I work professionally in computational optimization, so here are some of my observations coming from the world of mechanics.
In my experience, it's because the client is trying to reuse an existing simulation code for something that requires optimization. This could be something like imaging (parameter estimation), calibration, or control. For example, say someone has something like a PDE solver that can simulate sound waves going through a media. If you can match the output of this simulation to some collected data, the parameters for the simulation will tell you what material is where.
Anyway, the issue is that these existing codes are rarely instrumented or derived in a way to make it easy to get derivatives. Management doesn't want pay for a rewrite, so they demand that existing equity (the simulator) be used. Then, a derivative free optimizer (DFO) gets slapped on as a first attempt. To be clear, this doesn't work particularly well, but it tends to be the place where I most often see these algorithms used.

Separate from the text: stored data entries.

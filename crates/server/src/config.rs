use std::env;
use std::fs;
use std::path::{Path, PathBuf};

use serde::{Deserialize, Serialize};

pub const CONFIG_VERSION: u32 = 1;
const DEFAULT_PORT: u16 = 9996;
const DEFAULT_DATABASE: &str = "library.db";

#[derive(Clone, Debug, PartialEq, Eq, Serialize, Deserialize)]
#[serde(default)]
pub struct ServerConfig {
    pub version: u32,
    /// Library roots, scanned in order.
    pub libraries: Vec<String>,
    pub database_path: String,
    pub port: u16,
    pub bind_addr: String,
    pub scan_on_start: bool,
}

impl Default for ServerConfig {
    fn default() -> Self {
        Self {
            version: CONFIG_VERSION,
            libraries: Vec::new(),
            database_path: DEFAULT_DATABASE.to_string(),
            port: DEFAULT_PORT,
            bind_addr: "0.0.0.0".to_string(),
            scan_on_start: true,
        }
    }
}

#[derive(Debug)]
pub enum ConfigError {
    Io(std::io::Error),
    Yaml(serde_yaml::Error),
}

impl std::fmt::Display for ConfigError {
    fn fmt(&self, f: &mut std::fmt::Formatter<'_>) -> std::fmt::Result {
        match self {
            ConfigError::Io(err) => write!(f, "io error: {}", err),
            ConfigError::Yaml(err) => write!(f, "yaml error: {}", err),
        }
    }
}

impl std::error::Error for ConfigError {}

impl From<std::io::Error> for ConfigError {
    fn from(err: std::io::Error) -> Self {
        ConfigError::Io(err)
    }
}

impl From<serde_yaml::Error> for ConfigError {
    fn from(err: serde_yaml::Error) -> Self {
        ConfigError::Yaml(err)
    }
}

impl ServerConfig {
    pub fn listen_addr(&self) -> String {
        let host = self.bind_addr.trim();
        let host = if host.is_empty() { "0.0.0.0" } else { host };
        format!("{}:{}", host, self.port)
    }
}

pub fn config_path_from_env() -> PathBuf {
    match env::var("CATALOG_CONFIG") {
        Ok(value) if !value.trim().is_empty() => PathBuf::from(value),
        _ => default_config_path(),
    }
}

fn default_config_path() -> PathBuf {
    match env::current_exe() {
        Ok(exe) => exe
            .parent()
            .map(|dir| dir.join("config.yaml"))
            .unwrap_or_else(|| PathBuf::from("config.yaml")),
        Err(_) => PathBuf::from("config.yaml"),
    }
}

/// Reads the config at `path`, writing the defaults there first if it is missing.
/// The flag is true when the file was created.
pub fn load_or_create_config(path: &Path) -> Result<(ServerConfig, bool), ConfigError> {
    if path.exists() {
        let contents = fs::read_to_string(path)?;
        let mut config: ServerConfig = serde_yaml::from_str(&contents)?;
        if config.version < CONFIG_VERSION {
            config.version = CONFIG_VERSION;
        }
        if config.port == 0 {
            config.port = DEFAULT_PORT;
        }
        if config.database_path.trim().is_empty() {
            config.database_path = DEFAULT_DATABASE.to_string();
        }
        config.libraries.retain(|root| !root.trim().is_empty());
        return Ok((config, false));
    }

    let config = ServerConfig::default();
    save_config(path, &config)?;
    Ok((config, true))
}

pub fn save_config(path: &Path, config: &ServerConfig) -> Result<(), ConfigError> {
    if let Some(parent) = path.parent() {
        if !parent.as_os_str().is_empty() {
            fs::create_dir_all(parent)?;
        }
    }
    let contents = serde_yaml::to_string(config)?;
    fs::write(path, contents)?;
    Ok(())
}

/// Relative values resolve against the directory holding the config file.
pub fn resolve_path(config_path: &Path, value: &str) -> PathBuf {
    let raw = PathBuf::from(value.trim());
    if raw.is_absolute() {
        return raw;
    }
    let base = config_path
        .parent()
        .filter(|p| !p.as_os_str().is_empty())
        .unwrap_or_else(|| Path::new("."));
    base.join(raw)
}

pub fn library_roots(config_path: &Path, config: &ServerConfig) -> Vec<PathBuf> {
    config
        .libraries
        .iter()
        .map(|root| resolve_path(config_path, root))
        .collect()
}

#[cfg(test)]
mod tests {
    use super::{library_roots, load_or_create_config, resolve_path, ServerConfig};
    use std::path::{Path, PathBuf};
    use tempfile::TempDir;

    #[test]
    fn resolves_relative_paths_next_to_config() {
        let config = Path::new("/etc/catalog/config.yaml");
        assert_eq!(
            resolve_path(config, "library.db"),
            PathBuf::from("/etc/catalog/library.db")
        );
        assert_eq!(resolve_path(config, "/srv/db"), PathBuf::from("/srv/db"));
        assert_eq!(
            resolve_path(Path::new("config.yaml"), "library.db"),
            PathBuf::from("./library.db")
        );
    }

    #[test]
    fn creates_default_config_when_missing() {
        let dir = TempDir::new().unwrap();
        let path = dir.path().join("nested/config.yaml");
        let (config, created) = load_or_create_config(&path).unwrap();
        assert!(created);
        assert_eq!(config, ServerConfig::default());
        assert!(path.exists());

        let (again, created) = load_or_create_config(&path).unwrap();
        assert!(!created);
        assert_eq!(again, config);
    }

    #[test]
    fn fills_in_missing_fields() {
        let dir = TempDir::new().unwrap();
        let path = dir.path().join("config.yaml");
        std::fs::write(
            &path,
            "libraries:\n  - music\n  - \"\"\n  - /mnt/archive\nport: 0\ndatabase_path: \"\"\n",
        )
        .unwrap();
        let (config, created) = load_or_create_config(&path).unwrap();
        assert!(!created);
        assert_eq!(config.port, 9996);
        assert_eq!(config.database_path, "library.db");
        assert!(config.scan_on_start);
        assert_eq!(
            library_roots(&path, &config),
            vec![dir.path().join("music"), PathBuf::from("/mnt/archive")]
        );
    }

    #[test]
    fn listen_addr_defaults_host() {
        let mut config = ServerConfig::default();
        config.bind_addr = " ".to_string();
        config.port = 8080;
        assert_eq!(config.listen_addr(), "0.0.0.0:8080");
    }
}
mod api;
mod config;
mod range;
mod scan;
mod state;
mod utils;

use axum::Router;
use api::api_router;
use config::{config_path_from_env, library_roots, load_or_create_config, resolve_path};
use library::Library;
use scan::start_scan;
use state::AppState;
use tower_http::request_id::{MakeRequestUuid, SetRequestIdLayer};
use tower_http::trace::TraceLayer;
use tracing::{info, warn};

#[tokio::main]
async fn main() -> Result<(), Box<dyn std::error::Error>> {
    let filter = tracing_subscriber::EnvFilter::try_from_default_env()
        .unwrap_or_else(|_| "info".into());
    tracing_subscriber::fmt().with_env_filter(filter).init();

    let config_path = config_path_from_env();
    let (config, created) = load_or_create_config(&config_path)?;
    if created {
        info!("Created default config at {:?}", config_path);
    } else {
        info!("Loaded config from {:?}", config_path);
    }

    let db_path = resolve_path(&config_path, &config.database_path);
    let library = Library::open(&db_path)?;
    library.initialize()?;
    info!("Catalog database at {:?}", db_path);

    let roots = library_roots(&config_path, &config);
    if roots.is_empty() {
        warn!("No library paths configured; add some under `libraries` in {:?}", config_path);
    }
    for root in roots {
        library.add_library_path(root);
    }

    let state = AppState::new(library.clone());
    if config.scan_on_start {
        start_scan(state.clone());
    }

    let app = Router::new()
        .nest("/api/v1", api_router(state))
        .layer(SetRequestIdLayer::x_request_id(MakeRequestUuid))
        .layer(TraceLayer::new_for_http());

    let bind_addr = config.listen_addr();
    let listener = tokio::net::TcpListener::bind(&bind_addr).await?;
    info!("Listening on {}", bind_addr);
    axum::serve(listener, app)
        .with_graceful_shutdown(shutdown_signal())
        .await?;

    library.close();
    Ok(())
}

async fn shutdown_signal() {
    #[cfg(unix)]
    {
        use tokio::signal::unix::{signal, SignalKind};
        let mut term = match signal(SignalKind::terminate()) {
            Ok(signal) => signal,
            Err(err) => {
                warn!("Failed to install terminate signal handler: {}", err);
                return;
            }
        };
        tokio::select! {
            _ = tokio::signal::ctrl_c() => {},
            _ = term.recv() => {},
        }
    }

    #[cfg(not(unix))]
    {
        if let Err(err) = tokio::signal::ctrl_c().await {
            warn!("Failed to listen for ctrl-c: {}", err);
        }
    }

    info!("Shutdown signal received.");
}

As to why it doesn't work very well, derivative based optimizers can scale to the order of hundreds of millions of variables without too many issues (modulo the kind of problem, but it works very well for a lot of problems of value). DFOs tend to have issues past a few dozen variables.

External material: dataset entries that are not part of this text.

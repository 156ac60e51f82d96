use common::SearchResult;
use rusqlite::params;
use tracing::warn;

use crate::error::LibraryError;
use crate::store::CatalogStore;

const LIKE_ESCAPE: char = '\\';

const SEARCH_SQL: &str = r"
    SELECT
        t.id,
        t.name,
        al.name,
        at.name,
        t.number
    FROM
        tracks AS t
            LEFT JOIN albums AS al ON al.id = t.album_id
            LEFT JOIN artists AS at ON at.id = t.artist_id
    WHERE
        t.name LIKE ?1 ESCAPE '\' OR
        al.name LIKE ?1 ESCAPE '\' OR
        at.name LIKE ?1 ESCAPE '\'
    ORDER BY
        t.id
";

/// Substring match over track title, album name and artist name. The empty term
/// is a substring of everything and lists every track. Query failures are logged
/// and yield no results.
pub fn search(store: &CatalogStore, term: &str) -> Vec<SearchResult> {
    match query(store, &like_pattern(term)) {
        Ok(results) => results,
        Err(err) => {
            warn!("Search for {:?} failed: {}", term, err);
            Vec::new()
        }
    }
}

fn query(store: &CatalogStore, pattern: &str) -> Result<Vec<SearchResult>, LibraryError> {
    store.with_conn(|conn| {
        let mut stmt = conn.prepare_cached(SEARCH_SQL)?;
        let rows = stmt.query_map(params![pattern], |row| {
            Ok(SearchResult {
                id: row.get(0)?,
                title: row.get(1)?,
                album: row.get::<_, Option<String>>(2)?.unwrap_or_default(),
                artist: row.get::<_, Option<String>>(3)?.unwrap_or_default(),
                track_number: row.get(4)?,
            })
        })?;
        let results = rows.collect::<rusqlite::Result<Vec<_>>>()?;
        Ok(results)
    })
}

/// `%term%` with LIKE wildcards in the term escaped so they match literally.
fn like_pattern(term: &str) -> String {
    let mut out = String::with_capacity(term.len() + 2);
    out.push('%');
    for ch in term.chars() {
        if ch == '%' || ch == '_' || ch == LIKE_ESCAPE {
            out.push(LIKE_ESCAPE);
        }
        out.push(ch);
    }
    out.push('%');
    out
}
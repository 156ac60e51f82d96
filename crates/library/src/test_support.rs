use std::fs;
use std::path::{Path, PathBuf};
use std::sync::Arc;

use metadata::{parse_track_number, MetadataError, TagInfo, TagReader};
use tempfile::TempDir;

use crate::Library;

/// Reads `key=value` lines instead of real audio tags. A file without any
/// recognised key is rejected like an unreadable media file.
pub struct FakeTagReader;

impl TagReader for FakeTagReader {
    fn read_tags(&self, path: &Path) -> Result<TagInfo, MetadataError> {
        let contents = fs::read_to_string(path)?;
        let mut info = TagInfo::default();
        let mut recognised = false;
        for line in contents.lines() {
            let Some((key, value)) = line.split_once('=') else {
                continue;
            };
            recognised = true;
            let value = metadata::clean_text(value);
            match key.trim() {
                "title" => info.title = value,
                "artist" => info.artist = value,
                "album" => info.album = value,
                "track" => info.track_no = value.as_deref().and_then(parse_track_number),
                _ => {}
            }
        }
        if !recognised {
            return Err(MetadataError::Malformed(format!("no tags in {}", path.display())));
        }
        Ok(info)
    }
}

/// Writes a fake media file at `root/relpath` that [`FakeTagReader`] understands.
pub fn write_media(
    root: &Path,
    relpath: &str,
    title: &str,
    artist: &str,
    album: &str,
    track: u16,
) -> PathBuf {
    let path = root.join(relpath);
    write_media_at(&path, title, artist, album, track);
    path
}

pub fn write_media_at(path: &Path, title: &str, artist: &str, album: &str, track: u16) {
    if let Some(parent) = path.parent() {
        fs::create_dir_all(parent).unwrap();
    }
    let body = format!(
        "title={}\nartist={}\nalbum={}\ntrack={}\n",
        title, artist, album, track
    );
    fs::write(path, body).unwrap();
}

/// A fresh, initialized library in a temp dir that reads tags with [`FakeTagReader`].
pub fn test_library() -> (TempDir, Library) {
    let dir = TempDir::new().unwrap();
    let library =
        Library::open_with_reader(&dir.path().join("library.db"), Arc::new(FakeTagReader)).unwrap();
    library.initialize().unwrap();
    (dir, library)
}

Now, for anyone not wanting to end up in this conundrum, when you write your original simulation code parameterize on the floating point type. Basically, don't write the code with double, use some kind of generic, template parameter, or whatever on something we'll call MyFloat. The purpose here is to allow the code to be more easily compatible with automatic differentiation (AD) tools, which will give a real and machine precision exact derivative. Don't do finite differences. Don't think reinstrumenting later is easy. It's not. It's a pain. It's expensive. And, to be clear, AD can be done poorly and it can be slow. However, I've never seen a code instrumented with AD and a good gradient based optimizer do more poorly than a derivative free optimization code. They've always done dramatically better. Beyond just giving the derivative, I'll also mention that even if the client wants to recode the simulator to give an analytic derivative for speed, it is vastly easier to do so if the results can be checked with a simulator instrumented with AD. There's also other tricks of value that can be used in a properly instrumented code such as interval arithmetic for some kinds of sensitivity analysis.
Anyway, there are other reasons to use derivative free optimization. Some functions just flat out don't have derivatives. However, in the world of mechanics, most do and DFOs gets abused due to poor prior planning. In either case, please, for the love of math, just parameterize on your floating point type. It would make my job much easier.
Agreed. If (approximate) 1st-order information can be obtained in any way (even by *carefully* deployed finite difference), then gradient-based methods should be used. It is wrong to use DFO in such cases.
> DFOs tend to have issues past a few dozens variables.
It seems that the PRIMA git repo https://github.com/libprima/prima shows results on problems of hundreds of variables. Not sure how to interpret the results.
Imagine if you were trying to optimize a real physical system you didn't have a model of. These methods will still work; you could implement them "by hand" if necessary.